John Jameson was not unprepared. As far back as September, when the news had come that Hood had pulled out and the Union armies had Atlanta, he sat Mattie down and told her what had to be done. The rugs were rolled, the art was taken down from the walls, her needlepoint chairs—whatever she valued, he told her—her English fabrics, the china, even her family Bible: it was all to be packed up and carted to Milledgeville and thence put on the train to Savannah, where John's cotton broker had agreed to store their things in his warehouse. Not my piano, she'd said, that will stay. It would rot in the dampness of that place. As you wish, John had said, having no feeling for music in any case.

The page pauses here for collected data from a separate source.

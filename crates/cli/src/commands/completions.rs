//! # CLI Completions Command
//!
//! Shell completions generation for the Waypoint CLI.

use clap::Command;
use clap_complete::Shell;
use error::Result;

/// Generates shell completions for the CLI and writes them to stdout.
pub fn completions(shell: Shell, cmd: &mut Command) -> Result<()> {
    clap_complete::generate(shell, cmd, "waypoint", &mut std::io::stdout());
    Ok(())
}
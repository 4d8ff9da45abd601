//! # Request Tracking
//!
//! Assigns each request a correlation id, times it, and emits one access
//! log line per request. A client-supplied `x-request-id` is honored only
//! when it looks like a CUID2, so arbitrary text cannot reach the logs.

use axum::{extract::Request, middleware::Next, response::Response};
use error::middleware::RequestLogger;
use http::HeaderValue;
use logging::RequestId;

/// Header carrying the request correlation id.
pub const REQUEST_ID_HEADER: &str = "x-request-id";

/// Access-log and correlation-id middleware, applied to the whole router.
pub async fn track_requests(mut request: Request, next: Next) -> Response {
    let request_id = request
        .headers()
        .get(REQUEST_ID_HEADER)
        .and_then(|value| value.to_str().ok())
        .and_then(RequestId::from_header)
        .unwrap_or_default();

    let method = request.method().clone();
    let path = request.uri().path().to_string();
    request.extensions_mut().insert(request_id.clone());

    let start = std::time::Instant::now();
    let mut response = next.run(request).await;
    let elapsed_ms = start.elapsed().as_millis();

    if !RequestLogger::new().should_skip(&path) {
        logging::log_api_request!(method, path, response.status().as_u16(), elapsed_ms);
    }

    if let Ok(value) = HeaderValue::from_str(request_id.as_str()) {
        response.headers_mut().insert(REQUEST_ID_HEADER, value);
    }

    response
}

Mattie was dismayed to see her home so depleted. Through the bare windows the sun shone, lighting up the floors as if her life were going backward and she was again a young bride in a new-built unfurnished manse and with a somewhat frightening husband twice her age. She wondered how John knew the war would touch them directly. In fact he didn't, but he was a man whose success gave him reason to suppose he was smarter than most people. He had a presence, with his voluminous chest and large head of wild white hair. Don't argue with me, Mattie. They lost twenty or thirty thousand men taking that city. There's hell to pay. You're a general, with a President who's a madman. Would you just sit there? So where? To Augusta? To Macon? And how will he ride, if not through these hills? And don't expect that poor excuse for a Rebel army to do anything about it. But if I'm wrong, and I pray God I am, what will I have lost, tell me?

Mattie was not allowed to disagree in such matters. She felt even more dismayed and said not a thing when, with the crops in, John arranged to sell away his dozen prime field hands. They were bound, all of them, to a dealer in Columbia, South Carolina. When the day came and they were put in shackles into the wagon, she had to run upstairs and cover her ears so as not to hear the families wailing down in the shacks. All John had said was No buck nigger of mine will wear a Federal uniform, I'll promise you that.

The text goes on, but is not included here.